With a story that is “smart and thrilling” (Silas Lesnick, Coming Soon),
PROJECT ALMANAC follows a brilliant high school student (Jonny Weston, The Divergent Series: Insurgent) and his friends who discover blueprints for a machine that can send them back in time. They soon rewrite history to win the lottery, ace exams, and party like there’s no tomorrow. But by changing the past, they have threatened the future of our world. Can they undo the damage they have unleashed before it’s too late?

The film features an outstanding cast of up-and-coming actors including
Sofia Black D’Elia (“Gossip Girl”), Sam Lerner (“The Goldbergs”), Allen Evangelista (“The Secret Life of the American Teenager”) and Virginia Gardner (“The Goldbergs”). The PROJECT ALMANAC Blu-ray Combo Pack with Digital HD includes deleted scenes, an alternate opening and alternate endings. Plus, get a $10 card to see any movie in theaters with the purchase of the Blu-ray Combo Pack, while supplies last.

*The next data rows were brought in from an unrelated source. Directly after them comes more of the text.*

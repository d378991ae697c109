//! Cryptographic primitives for the presence check-in engine.
//!
//! - **HMAC-SHA256** time-bucketed one-time codes for venue displays
//! - **Blake2b** for check-in identifiers

pub mod error;
pub mod hash;
pub mod otp;

pub use error::CryptoError;
pub use hash::{blake2b_256, blake2b_256_multi, checkin_id};
pub use otp::{codes_equal, derive_code, time_bucket};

PROJECT ALMANAC Blu-ray Combo Pack

The PROJECT ALMANAC Blu-ray is presented in 1080p high definition with English 5.1 DTS-HD Master Audio, French 5.1 Dolby Digital, Spanish 5.1 Dolby Digital, Portuguese 5.1 Dolby Digital and English Audio Description and English, English SDH, French, Spanish and Portuguese subtitles. The DVD in the combo pack is presented in widescreen enhanced for 16:9 TVs with English 5.1 Dolby Digital, French 5.1 Dolby Digital, Spanish 5.1 Dolby Digital and English Audio Description and English, French, Spanish and Portuguese subtitles. The combo pack includes access to a Digital HD copy of the film as well as the following:



Blu-ray

· Feature film in high definition

· Alternate Opening

· Deleted Scenes

· Alternate Endings



DVD

· Feature film in standard definition



The Blu-ray Combo Pack available for purchase includes a Digital Version of the film that can be accessed through UltraViolet™, a way to collect, access and enjoy movies. With UltraViolet, consumers can add movies to their digital collection in the cloud, and then stream or download them—reliably and securely—to a variety of devices. 

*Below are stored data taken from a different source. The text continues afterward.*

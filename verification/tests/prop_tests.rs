use proptest::prelude::*;

use presence_types::{
    ComponentScores, Coordinate, Timestamp, VenueId, VenueSecret, VerificationParams, GPS_WEIGHT,
    PASS_THRESHOLD, QR_WEIGHT, RECEIPT_WEIGHT,
};
use presence_verification::{haversine_meters, CodeRotationService, GeoVerifier, VerificationAggregator};

const WINDOW: u64 = 30;

fn service() -> CodeRotationService {
    CodeRotationService::new(&VerificationParams::default()).unwrap()
}

proptest! {
    /// Moving further along a meridian never shortens the distance, and never
    /// earns more credit.
    #[test]
    fn distance_is_monotone_along_meridian(
        lat in -60.0f64..60.0,
        lon in -179.0f64..179.0,
        near in 0.0f64..0.01,
        extra in 0.0f64..0.01,
    ) {
        let venue = Coordinate::new(lat, lon).unwrap();
        let a = Coordinate::new(lat + near, lon).unwrap();
        let b = Coordinate::new(lat + near + extra, lon).unwrap();
        let da = haversine_meters(venue, a);
        let db = haversine_meters(venue, b);
        prop_assert!(da <= db + 1e-6);

        let geo = GeoVerifier::new(100.0);
        let sa = geo.verify(Some(a), venue, None).unwrap().score;
        let sb = geo.verify(Some(b), venue, None).unwrap().score;
        prop_assert!(sa >= sb);
    }

    /// A radius equal to the measured distance still gives full credit.
    #[test]
    fn range_boundary_is_inclusive(
        lat in -60.0f64..60.0,
        lon in -179.0f64..179.0,
        offset in 0.000_01f64..0.01,
    ) {
        let venue = Coordinate::new(lat, lon).unwrap();
        let user = Coordinate::new(lat + offset, lon).unwrap();
        let distance = haversine_meters(venue, user);
        let check = GeoVerifier::new(100.0).verify(Some(user), venue, Some(distance)).unwrap();
        prop_assert!(check.within_range);
        prop_assert_eq!(check.score, GPS_WEIGHT);
    }

    /// A code shown at t is accepted at t + w - 1 and t + w + 1 and reported
    /// expired at t + 2w + 1, as long as t + 1 stays in t's window.
    #[test]
    fn code_survives_one_window(
        bucket in 1_000u64..100_000_000,
        offset in 0u64..WINDOW - 1,
        secret in prop::collection::vec(any::<u8>(), 16..48),
    ) {
        let svc = service();
        let venue = VenueId::new("V1");
        let secret = VenueSecret::new(secret).unwrap();
        let t = bucket * WINDOW + offset;
        let code = svc.current_code(&venue, &secret, Timestamp::new(t)).unwrap().code;

        // Skip the rare secrets whose neighbouring windows share a code.
        let later = |dt: u64| svc.current_code(&venue, &secret, Timestamp::new(t + dt)).unwrap().code;
        prop_assume!(code != later(WINDOW + 1));
        prop_assume!(code != later(2 * WINDOW + 1));

        for dt in [0, WINDOW - 1, WINDOW + 1] {
            let check = svc.verify(&code, &venue, &secret, Timestamp::new(t + dt)).unwrap();
            prop_assert!(check.matched, "rejected at t + {}", dt);
            prop_assert_eq!(check.score, QR_WEIGHT);
        }

        let stale = svc.verify(&code, &venue, &secret, Timestamp::new(t + 2 * WINDOW + 1)).unwrap();
        prop_assert!(!stale.matched);
        prop_assert!(stale.expired);
        prop_assert_eq!(stale.score, 0);
    }

    /// `passed` is exactly `total >= PASS_THRESHOLD` for every in-weight triple.
    #[test]
    fn threshold_decides_pass(
        gps in 0u8..=GPS_WEIGHT,
        qr in 0u8..=QR_WEIGHT,
        receipt in 0u8..=RECEIPT_WEIGHT,
    ) {
        let agg = VerificationAggregator
            .aggregate(&ComponentScores::new(gps, qr, receipt))
            .unwrap();
        let total = gps + qr + receipt;
        prop_assert_eq!(agg.total_score, total);
        prop_assert_eq!(agg.passed, total >= PASS_THRESHOLD);
    }
}

#[test]
fn weighted_aggregation_examples() {
    let cases = [
        ((40, 40, 20), 100, true),
        ((0, 0, 20), 20, false),
        ((40, 40, 0), 80, true),
        ((40, 0, 20), 60, true),
        ((40, 0, 19), 59, false),
    ];
    for ((gps, qr, receipt), total, passed) in cases {
        let agg = VerificationAggregator
            .aggregate(&ComponentScores::new(gps, qr, receipt))
            .unwrap();
        assert_eq!(agg.total_score, total);
        assert_eq!(agg.passed, passed);
    }
}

PROJECT ALMANAC Single-Disc DVD

The single-disc DVD is presented in widescreen enhanced for 16:9 TVs with English 5.1 Dolby Digital, French 5.1 Dolby Digital, Spanish 5.1 Dolby Digital and English Audio Description and English, French, Spanish and Portuguese subtitles. The disc includes the feature film in standard definition.

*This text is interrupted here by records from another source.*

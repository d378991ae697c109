//! Nullable receipt scorer.

use presence_types::VenueId;
use presence_verification::{ReceiptEvidence, ReceiptScoreError, ReceiptScorer};
use std::sync::atomic::{AtomicUsize, Ordering};
use std::sync::Mutex;

enum Behavior {
    Score(u8),
    Unreadable,
    Unavailable,
}

/// Returns a programmed score (or failure) for every receipt, and counts calls.
pub struct NullReceiptScorer {
    behavior: Mutex<Behavior>,
    calls: AtomicUsize,
}

impl NullReceiptScorer {
    pub fn scoring(score: u8) -> Self {
        Self::with(Behavior::Score(score))
    }

    pub fn unreadable() -> Self {
        Self::with(Behavior::Unreadable)
    }

    pub fn unavailable() -> Self {
        Self::with(Behavior::Unavailable)
    }

    fn with(behavior: Behavior) -> Self {
        Self {
            behavior: Mutex::new(behavior),
            calls: AtomicUsize::new(0),
        }
    }

    pub fn set_score(&self, score: u8) {
        *self.behavior.lock().unwrap() = Behavior::Score(score);
    }

    pub fn calls(&self) -> usize {
        self.calls.load(Ordering::SeqCst)
    }
}

impl Default for NullReceiptScorer {
    fn default() -> Self {
        Self::scoring(0)
    }
}

impl ReceiptScorer for NullReceiptScorer {
    fn score(&self, _evidence: &ReceiptEvidence, venue: &VenueId) -> Result<u8, ReceiptScoreError> {
        self.calls.fetch_add(1, Ordering::SeqCst);
        match *self.behavior.lock().unwrap() {
            Behavior::Score(score) => Ok(score),
            Behavior::Unreadable => Err(ReceiptScoreError::Unreadable(format!(
                "null scorer rejects receipts for {venue}"
            ))),
            Behavior::Unavailable => Err(ReceiptScoreError::Unavailable("null scorer offline".into())),
        }
    }
}
//! Exactly-once check-in persistence.
//!
//! The ledger is the only stateful component. It never takes locks of its own:
//! every decision that must be atomic is a single store operation
//! ([`CheckinStore::insert_or_get`] or [`CheckinStore::replace_failed`]).

use std::sync::Arc;

use presence_store::{CheckinStore, InsertOutcome, ReplaceOutcome};
use presence_types::{CheckinRecord, ComponentScores, Timestamp, UserId, VenueId};

use crate::aggregator::VerificationAggregator;
use crate::VerificationError;

/// What a call to [`CheckinLedger::record_attempt`] did to storage.
#[derive(Clone, Copy, Debug, PartialEq, Eq)]
pub enum LedgerEffect {
    /// First record for the pair was written by this call.
    Inserted,
    /// A failed record was replaced by this call.
    Superseded,
    /// Nothing was written: the record is passed, or a concurrent call won.
    Unchanged,
}

#[derive(Clone, Debug, PartialEq, Eq)]
pub struct LedgerOutcome {
    pub record: CheckinRecord,
    pub effect: LedgerEffect,
}

impl LedgerOutcome {
    /// Whether this call is the one that turned the pair into a pass.
    pub fn newly_passed(&self) -> bool {
        self.record.passed && self.effect != LedgerEffect::Unchanged
    }
}

pub struct CheckinLedger {
    store: Arc<dyn CheckinStore>,
    aggregator: VerificationAggregator,
}

impl CheckinLedger {
    pub fn new(store: Arc<dyn CheckinStore>) -> Self {
        Self {
            store,
            aggregator: VerificationAggregator,
        }
    }

    pub fn status(
        &self,
        user: &UserId,
        venue: &VenueId,
    ) -> Result<Option<CheckinRecord>, VerificationError> {
        Ok(self.store.get_checkin(venue, user)?)
    }

    /// Persist an attempt for `(user, venue)`.
    ///
    /// - no record: insert; if a concurrent call inserted first, its record is
    ///   returned instead and this attempt is dropped;
    /// - passed record: returned unchanged;
    /// - failed record: replaced, unless it changed underneath us, in which
    ///   case the record that won is returned.
    pub fn record_attempt(
        &self,
        user: &UserId,
        venue: &VenueId,
        scores: ComponentScores,
        now: Timestamp,
    ) -> Result<LedgerOutcome, VerificationError> {
        let aggregate = self.aggregator.aggregate(&scores)?;
        let build = |id| CheckinRecord {
            id,
            user_id: user.clone(),
            venue_id: venue.clone(),
            gps_score: scores.gps_score,
            qr_score: scores.qr_score,
            receipt_score: scores.receipt_score,
            total_score: aggregate.total_score,
            passed: aggregate.passed,
            verified_at: now,
        };

        let outcome = match self.store.get_checkin(venue, user)? {
            Some(existing) if existing.passed => LedgerOutcome {
                record: existing,
                effect: LedgerEffect::Unchanged,
            },
            Some(existing) => {
                // The row keeps its identity across superseding attempts.
                let next = build(existing.id);
                match self.store.replace_failed(&existing, &next)? {
                    ReplaceOutcome::Replaced(record) => LedgerOutcome {
                        record,
                        effect: LedgerEffect::Superseded,
                    },
                    ReplaceOutcome::Stale(record) => LedgerOutcome {
                        record,
                        effect: LedgerEffect::Unchanged,
                    },
                }
            }
            None => {
                let first = build(presence_crypto::checkin_id(venue, user, now));
                match self.store.insert_or_get(&first)? {
                    InsertOutcome::Inserted(record) => LedgerOutcome {
                        record,
                        effect: LedgerEffect::Inserted,
                    },
                    InsertOutcome::Existing(record) => LedgerOutcome {
                        record,
                        effect: LedgerEffect::Unchanged,
                    },
                }
            }
        };

        tracing::debug!(
            %user,
            %venue,
            total = outcome.record.total_score,
            passed = outcome.record.passed,
            effect = ?outcome.effect,
            "recorded check-in attempt"
        );
        Ok(outcome)
    }
}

Insurge Pictures presents, in association with Michael Bay, a Platinum Dunes production:
“Project Almanac”. Executive produced by Josh Appelbaum, André Nemec, and Vicki Dee Rock. Produced by Michael Bay, Andrew Form, and Brad Fuller. Written by Jason Harry Pagan & Andrew Deutschman. Directed by Dean Israelite.




PROJECT ALMANAC

Street Date: May 26, 2015 (Digital HD)

June 9, 2015 (Blu-ray Combo Pack, DVD and VOD)

SRP: $39.99 U.S. (Blu-ray Combo Pack)

$29.99 U.S. (DVD)

U.S. Rating: PG-13 for some language and sexual content

Canadian Rating: PG for language that may offend​


----------